By William Burckart
The limited number of opportunities for “impact investing”—investments intended to generate measurable social and environmental impact alongside financial returns—is restricting the growth of this style of investing, according to a global survey of practitioners undertaken by Impact Economy for the U.K. Cabinet Office.
Limited deal flow will likely be even more of a problem in the future due to the looming generational wealth transfer between Baby Boomers and their beneficiaries—the total value of which has been estimated to be upwards of $41 trillion—as the recipients of this transfer consistently rank social and environmental returns as their primary investment criteria, ahead of profit. Put another way, there is significant opportunity and an equally significant gap in the impact investing field and in the future of wealth management.
Investors, funds and advisors are struggling with sourcing of investments and building fund portfolios. As a consequence, everyone is losing out: Main Street business owners and aspiring entrepreneurs don’t get what they need to build their businesses, and investors miss the opportunity to put their capital to work in ways that generate returns and contribute to the development of neighborhoods, cities, states, regions and the entire economy.
A new report, “Serving Client Demand for Impact Investing: A How-to Guide for Financial Advisors and Senior Management,” produced by Impact Economy in collaboration with the Money Management Institute, explores this dilemma further. The findings suggest that the financial services industry could optimize both the impact and financial proposition of these kinds of investments by venturing to actually align them, making impact investing commercially viable and socially transformative.
Key to this value proposition is the Community Reinvestment Act (CRA), which encourages depository institutions to help meet the credit needs of the communities in which they operate. Major financial institutions—from Citigroup, to Goldman Sachs, and Deutsche Bank—have mobilized significant amounts of capital to this end of satisfying government regulators.
But, as touched upon in Investing in What Works, firms can begin to serve client demand as well by broadening where their CRA-motivated capital actually flows, moving beyond real estate transactions to include greater diversification into health care, education, social services, and the arts—sectors of great interest to the very clients now fueling demand for impact investing opportunities.

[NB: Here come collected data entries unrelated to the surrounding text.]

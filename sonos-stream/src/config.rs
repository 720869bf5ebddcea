//! Configuration types for the sonos-stream crate
//!
//! [`StreamConfig`] controls the callback listener, the GENA requests sent to
//! ZonePlayers, renewal scheduling and event buffering.

use std::net::IpAddr;
use std::time::Duration;

use crate::error::{Result, StreamError};

/// Configuration for the SubscriptionManager
#[derive(Debug, Clone)]
pub struct StreamConfig {
    /// Port range for the callback listener
    /// Default: (3400, 3500)
    pub callback_port_range: (u16, u16),

    /// Address placed in `CALLBACK` URLs. Detected when `None`.
    /// Default: None
    pub advertised_ip: Option<IpAddr>,

    /// Timeout requested in every SUBSCRIBE and renewal
    /// Default: 1800 seconds (30 minutes)
    pub subscription_timeout: Duration,

    /// How long before expiry a subscription is renewed
    /// Default: 15 seconds
    pub renewal_lead: Duration,

    /// Lower bound on the delay before any renewal
    /// Default: 1 second
    pub min_renewal_delay: Duration,

    /// Timeout for GENA HTTP requests
    /// Default: 10 seconds
    pub request_timeout: Duration,

    /// Buffer size for the event multiplexer
    /// Default: 1000
    pub event_buffer_size: usize,

    /// How long a notification with an unknown SID waits for its
    /// subscription to be registered before it is dropped
    /// Default: 500 milliseconds
    pub notification_grace_period: Duration,
}

impl Default for StreamConfig {
    fn default() -> Self {
        Self {
            callback_port_range: (3400, 3500),
            advertised_ip: None,
            subscription_timeout: Duration::from_secs(1800),
            renewal_lead: Duration::from_secs(15),
            min_renewal_delay: Duration::from_secs(1),
            request_timeout: Duration::from_secs(10),
            event_buffer_size: 1000,
            notification_grace_period: Duration::from_millis(500),
        }
    }
}

impl StreamConfig {
    /// Create a new StreamConfig with default values
    pub fn new() -> Self {
        Self::default()
    }

    /// Validate the configuration and return any issues
    pub fn validate(&self) -> Result<()> {
        let (start, end) = self.callback_port_range;
        if start > end {
            return Err(StreamError::Configuration(
                "Invalid callback port range: start must not exceed end".to_string(),
            ));
        }

        if self.subscription_timeout.as_secs() == 0 {
            return Err(StreamError::Configuration(
                "Subscription timeout must be at least one second".to_string(),
            ));
        }

        if self.min_renewal_delay.is_zero() {
            return Err(StreamError::Configuration(
                "Minimum renewal delay must be greater than 0".to_string(),
            ));
        }

        if self.request_timeout.is_zero() {
            return Err(StreamError::Configuration(
                "Request timeout must be greater than 0".to_string(),
            ));
        }

        if self.event_buffer_size == 0 {
            return Err(StreamError::Configuration(
                "Event buffer size must be greater than 0".to_string(),
            ));
        }

        Ok(())
    }

    pub fn with_callback_port_range(mut self, start: u16, end: u16) -> Self {
        self.callback_port_range = (start, end);
        self
    }

    pub fn with_advertised_ip(mut self, ip: IpAddr) -> Self {
        self.advertised_ip = Some(ip);
        self
    }

    pub fn with_subscription_timeout(mut self, timeout: Duration) -> Self {
        self.subscription_timeout = timeout;
        self
    }

    pub fn with_renewal_lead(mut self, lead: Duration) -> Self {
        self.renewal_lead = lead;
        self
    }

    pub fn with_min_renewal_delay(mut self, delay: Duration) -> Self {
        self.min_renewal_delay = delay;
        self
    }

    pub fn with_request_timeout(mut self, timeout: Duration) -> Self {
        self.request_timeout = timeout;
        self
    }

    pub fn with_event_buffer_size(mut self, size: usize) -> Self {
        self.event_buffer_size = size;
        self
    }

    pub fn with_notification_grace_period(mut self, grace: Duration) -> Self {
        self.notification_grace_period = grace;
        self
    }

    /// Delay before renewing a subscription granted for `granted`.
    ///
    /// `granted - renewal_lead` when that is at least `min_renewal_delay`,
    /// otherwise half the grant, never below `min_renewal_delay`.
    pub fn renewal_delay(&self, granted: Duration) -> Duration {
        match granted.checked_sub(self.renewal_lead) {
            Some(delay) if delay >= self.min_renewal_delay => delay,
            _ => (granted / 2).max(self.min_renewal_delay),
        }
    }
}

The open question, though, is how to effectively utilize CRA credit in this way, with any number of challenges needing to be overcome to make such a strategy work. Chief among them is the need for CRA regulators to signal clearly that expanding community and economic development efforts to include a broad range of social services—outside of real estate—will not jeopardize a bank’s CRA status.
Beyond clear regulatory signals, also missing have been the wholesale mechanisms necessary for efficiently leveraging government incentives like philanthropic resources and private sector deal flow—the “pump primers” if you will.
Helping to move the needle, though, are new platforms such as DreamFund, a special purpose vehicle that purchases qualified loans originated by or on behalf of impact-focused lenders. DreamFund acts as a clearinghouse for loans that are matched to the government, philanthropic and private sector programs for which they qualify – solving the challenges of fragmentation and inability to achieve scale by serving as a comprehensive industry utility.
The fund presents a vehicle to meet the needs of a full spectrum of investors with varying appetites for risk, return and impact. Its impact potential is re-enforced by a companion initiative – TILT Forward – that identifies, screens and licenses proven products or services for a network of mission-focused lenders.
The potential associated with broadening the utility of CRA-motivated investing—as well as building the necessary pump primers like DreamFund and TILT Forward—cannot be understated. In our experience, a strategy like this prepares the financial services industry to respond to increasing client demand for the integration of impact investments within client portfolios as well as to leverage government incentives to meet the capital needs of communities.